▸ Available records

//! Fixed-layout binary codec for staking program accounts
//!
//! Both records are zero-copy Anchor accounts: an 8-byte discriminator
//! (`sha256("account:<Name>")[..8]`) followed by the record body. Keys are raw
//! 32-byte values and every integer is an unsigned 64-bit little-endian value.
//! All offsets below are relative to the start of the body.
//!
//! | Record          | Field               | Offset      | Size |
//! |-----------------|---------------------|-------------|------|
//! | GlobalPool      | admin               | 0           | 32   |
//! | GlobalPool      | total_staked_count  | 32          | 8    |
//! | UserPool        | owner               | 0           | 32   |
//! | UserPool        | last_claimed_time   | 32          | 8    |
//! | UserPool        | staked_count        | 40          | 8    |
//! | UserPool.entry  | mint                | 48 + 56·i   | 32   |
//! | UserPool.entry  | staked_time         | 80 + 56·i   | 8    |
//! | UserPool.entry  | claimed_time        | 88 + 56·i   | 8    |
//! | UserPool.entry  | rarity              | 96 + 56·i   | 8    |

use crate::error::{StakingError, StakingResult};
use crate::state::{GlobalPoolRecord, Rarity, StakedEntry, UserPoolRecord, USER_POOL_CAPACITY};
use log::{debug, warn};
use sha2::{Digest, Sha256};
use solana_sdk::{account::Account, pubkey::Pubkey};

pub const DISCRIMINATOR_LEN: usize = 8;
const KEY_LEN: usize = 32;
const U64_LEN: usize = 8;

// GlobalPool body
pub const GLOBAL_POOL_ADMIN_OFFSET: usize = 0;
pub const GLOBAL_POOL_TOTAL_STAKED_OFFSET: usize = 32;
pub const GLOBAL_POOL_BODY_LEN: usize = 40;
pub const GLOBAL_POOL_SIZE: usize = DISCRIMINATOR_LEN + GLOBAL_POOL_BODY_LEN;

// UserPool body
pub const USER_POOL_OWNER_OFFSET: usize = 0;
pub const USER_POOL_LAST_CLAIMED_OFFSET: usize = 32;
pub const USER_POOL_STAKED_COUNT_OFFSET: usize = 40;
pub const USER_POOL_ENTRIES_OFFSET: usize = 48;

// StakedEntry, relative to the entry start
pub const ENTRY_MINT_OFFSET: usize = 0;
pub const ENTRY_STAKED_TIME_OFFSET: usize = 32;
pub const ENTRY_CLAIMED_TIME_OFFSET: usize = 40;
pub const ENTRY_RARITY_OFFSET: usize = 48;
pub const ENTRY_LEN: usize = 56;

pub const USER_POOL_BODY_LEN: usize = USER_POOL_ENTRIES_OFFSET + ENTRY_LEN * USER_POOL_CAPACITY;
/// Allocated size of a user pool account (5656 bytes)
pub const USER_POOL_SIZE: usize = DISCRIMINATOR_LEN + USER_POOL_BODY_LEN;

pub const GLOBAL_POOL_ACCOUNT_NAME: &str = "GlobalPool";
pub const USER_POOL_ACCOUNT_NAME: &str = "UserPool";

/// Anchor account discriminator: `sha256("account:<name>")[..8]`
pub fn account_discriminator(name: &str) -> [u8; DISCRIMINATOR_LEN] {
    let mut hasher = Sha256::new();
    hasher.update(format!("account:{name}").as_bytes());
    let hash = hasher.finalize();
    let mut discriminator = [0u8; DISCRIMINATOR_LEN];
    discriminator.copy_from_slice(&hash[..DISCRIMINATOR_LEN]);
    discriminator
}

/// Kind of a raw program account, judged by exact size and discriminator
#[derive(Debug, Clone, Copy, PartialEq, Eq)]
pub enum AccountKind {
    GlobalPool,
    UserPool,
    Unknown,
}

pub fn classify_account(data: &[u8]) -> AccountKind {
    let has_tag = |name: &str| {
        data.get(..DISCRIMINATOR_LEN)
            .is_some_and(|tag| tag == account_discriminator(name))
    };
    match data.len() {
        GLOBAL_POOL_SIZE if has_tag(GLOBAL_POOL_ACCOUNT_NAME) => AccountKind::GlobalPool,
        USER_POOL_SIZE if has_tag(USER_POOL_ACCOUNT_NAME) => AccountKind::UserPool,
        _ => AccountKind::Unknown,
    }
}

/// Bounds-checked reader over a record body
struct BodyReader<'a> {
    body: &'a [u8],
    record: &'static str,
}

impl<'a> BodyReader<'a> {
    /// Check the length and discriminator, then position after the discriminator
    fn new(data: &'a [u8], record: &'static str, min_len: usize) -> StakingResult<Self> {
        if data.len() < min_len {
            return Err(StakingError::decode_error(format!(
                "{record} account too short: {} bytes, need at least {min_len}",
                data.len()
            )));
        }
        if data[..DISCRIMINATOR_LEN] != account_discriminator(record) {
            return Err(StakingError::decode_error(format!(
                "{record} discriminator mismatch"
            )));
        }
        Ok(Self {
            body: &data[DISCRIMINATOR_LEN..],
            record,
        })
    }

    fn field(&self, offset: usize, len: usize) -> StakingResult<&'a [u8]> {
        self.body.get(offset..offset + len).ok_or_else(|| {
            StakingError::decode_error(format!(
                "{} field at offset {offset} runs past the end of the account ({} bytes)",
                self.record,
                self.body.len() + DISCRIMINATOR_LEN
            ))
        })
    }

    fn read_key(&self, offset: usize) -> StakingResult<Pubkey> {
        let bytes: [u8; KEY_LEN] = self
            .field(offset, KEY_LEN)?
            .try_into()
            .map_err(StakingError::decode_error)?;
        Ok(Pubkey::new_from_array(bytes))
    }

    fn read_u64_le(&self, offset: usize) -> StakingResult<u64> {
        let bytes: [u8; U64_LEN] = self
            .field(offset, U64_LEN)?
            .try_into()
            .map_err(StakingError::decode_error)?;
        Ok(u64::from_le_bytes(bytes))
    }
}

/// Decode the global pool account
pub fn decode_global_pool(data: &[u8]) -> StakingResult<GlobalPoolRecord> {
    let reader = BodyReader::new(data, GLOBAL_POOL_ACCOUNT_NAME, GLOBAL_POOL_SIZE)?;
    Ok(GlobalPoolRecord {
        admin: reader.read_key(GLOBAL_POOL_ADMIN_OFFSET)?,
        total_staked_count: reader.read_u64_le(GLOBAL_POOL_TOTAL_STAKED_OFFSET)?,
    })
}

/// Decode a user pool account
///
/// Only the first `staked_count` entries are read; anything after them is
/// left-over data and ignored. A count above [`USER_POOL_CAPACITY`] is
/// rejected before any entry is touched.
///
/// The program stores whatever rarity the staker passed, so a single entry
/// outside 0..=3 makes the whole record fail to decode. Such a pool reads as
/// an error from single fetches and is dropped from bulk scans.
pub fn decode_user_pool(data: &[u8]) -> StakingResult<UserPoolRecord> {
    let reader = BodyReader::new(
        data,
        USER_POOL_ACCOUNT_NAME,
        DISCRIMINATOR_LEN + USER_POOL_ENTRIES_OFFSET,
    )?;

    let owner = reader.read_key(USER_POOL_OWNER_OFFSET)?;
    let last_claimed_time = reader.read_u64_le(USER_POOL_LAST_CLAIMED_OFFSET)?;
    let staked_count = reader.read_u64_le(USER_POOL_STAKED_COUNT_OFFSET)?;

    if staked_count > USER_POOL_CAPACITY as u64 {
        return Err(StakingError::CapacityExceeded {
            count: staked_count,
            capacity: USER_POOL_CAPACITY,
        });
    }

    let staking = (0..staked_count as usize)
        .map(|index| {
            let base = USER_POOL_ENTRIES_OFFSET + index * ENTRY_LEN;
            let raw_rarity = reader.read_u64_le(base + ENTRY_RARITY_OFFSET)?;
            let rarity = Rarity::try_from(raw_rarity).map_err(|_| {
                StakingError::decode_error(format!("entry {index} has invalid rarity {raw_rarity}"))
            })?;
            Ok(StakedEntry {
                mint: reader.read_key(base + ENTRY_MINT_OFFSET)?,
                staked_time: reader.read_u64_le(base + ENTRY_STAKED_TIME_OFFSET)?,
                claimed_time: reader.read_u64_le(base + ENTRY_CLAIMED_TIME_OFFSET)?,
                rarity,
            })
        })
        .collect::<StakingResult<Vec<_>>>()?;

    Ok(UserPoolRecord {
        owner,
        last_claimed_time,
        staking,
    })
}

fn write_at(buf: &mut [u8], offset: usize, bytes: &[u8]) {
    buf[offset..offset + bytes.len()].copy_from_slice(bytes);
}

/// Encode a global pool into its full on-chain representation
pub fn encode_global_pool(record: &GlobalPoolRecord) -> Vec<u8> {
    let mut data = vec![0u8; GLOBAL_POOL_SIZE];
    write_at(&mut data, 0, &account_discriminator(GLOBAL_POOL_ACCOUNT_NAME));
    let body = &mut data[DISCRIMINATOR_LEN..];
    write_at(body, GLOBAL_POOL_ADMIN_OFFSET, record.admin.as_ref());
    write_at(
        body,
        GLOBAL_POOL_TOTAL_STAKED_OFFSET,
        &record.total_staked_count.to_le_bytes(),
    );
    data
}

/// Encode a user pool into a zero-padded account of [`USER_POOL_SIZE`] bytes
pub fn encode_user_pool(record: &UserPoolRecord) -> StakingResult<Vec<u8>> {
    if record.staking.len() > USER_POOL_CAPACITY {
        return Err(StakingError::CapacityExceeded {
            count: record.staked_count(),
            capacity: USER_POOL_CAPACITY,
        });
    }

    let mut data = vec![0u8; USER_POOL_SIZE];
    write_at(&mut data, 0, &account_discriminator(USER_POOL_ACCOUNT_NAME));
    let body = &mut data[DISCRIMINATOR_LEN..];
    write_at(body, USER_POOL_OWNER_OFFSET, record.owner.as_ref());
    write_at(body, USER_POOL_LAST_CLAIMED_OFFSET, &record.last_claimed_time.to_le_bytes());
    write_at(body, USER_POOL_STAKED_COUNT_OFFSET, &record.staked_count().to_le_bytes());

    for (index, entry) in record.staking.iter().enumerate() {
        let base = USER_POOL_ENTRIES_OFFSET + index * ENTRY_LEN;
        write_at(body, base + ENTRY_MINT_OFFSET, entry.mint.as_ref());
        write_at(body, base + ENTRY_STAKED_TIME_OFFSET, &entry.staked_time.to_le_bytes());
        write_at(body, base + ENTRY_CLAIMED_TIME_OFFSET, &entry.claimed_time.to_le_bytes());
        write_at(body, base + ENTRY_RARITY_OFFSET, &u64::from(entry.rarity).to_le_bytes());
    }

    Ok(data)
}

/// Decode every user pool in a batch of program accounts
///
/// Accounts that [`classify_account`] does not recognise as user pools, or
/// that fail to decode, are logged and skipped; the batch as a whole never fails.
pub fn scan_user_pools(accounts: &[(Pubkey, Account)]) -> Vec<UserPoolRecord> {
    let mut pools = Vec::with_capacity(accounts.len());

    for (address, account) in accounts {
        let kind = classify_account(&account.data);
        if kind != AccountKind::UserPool {
            warn!(
                "Skipping {address}: {} bytes classified as {kind:?}, not a user pool",
                account.data.len()
            );
            continue;
        }
        match decode_user_pool(&account.data) {
            Ok(pool) => pools.push(pool),
            Err(e) => warn!("Skipping malformed user pool {address}: {e}"),
        }
    }

    debug!("Decoded {} of {} user pool accounts", pools.len(), accounts.len());
    pools
}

▸ Description of the task
Give the number of lines in the material above where the word "format" appears, without any other words.

▸ Your response
5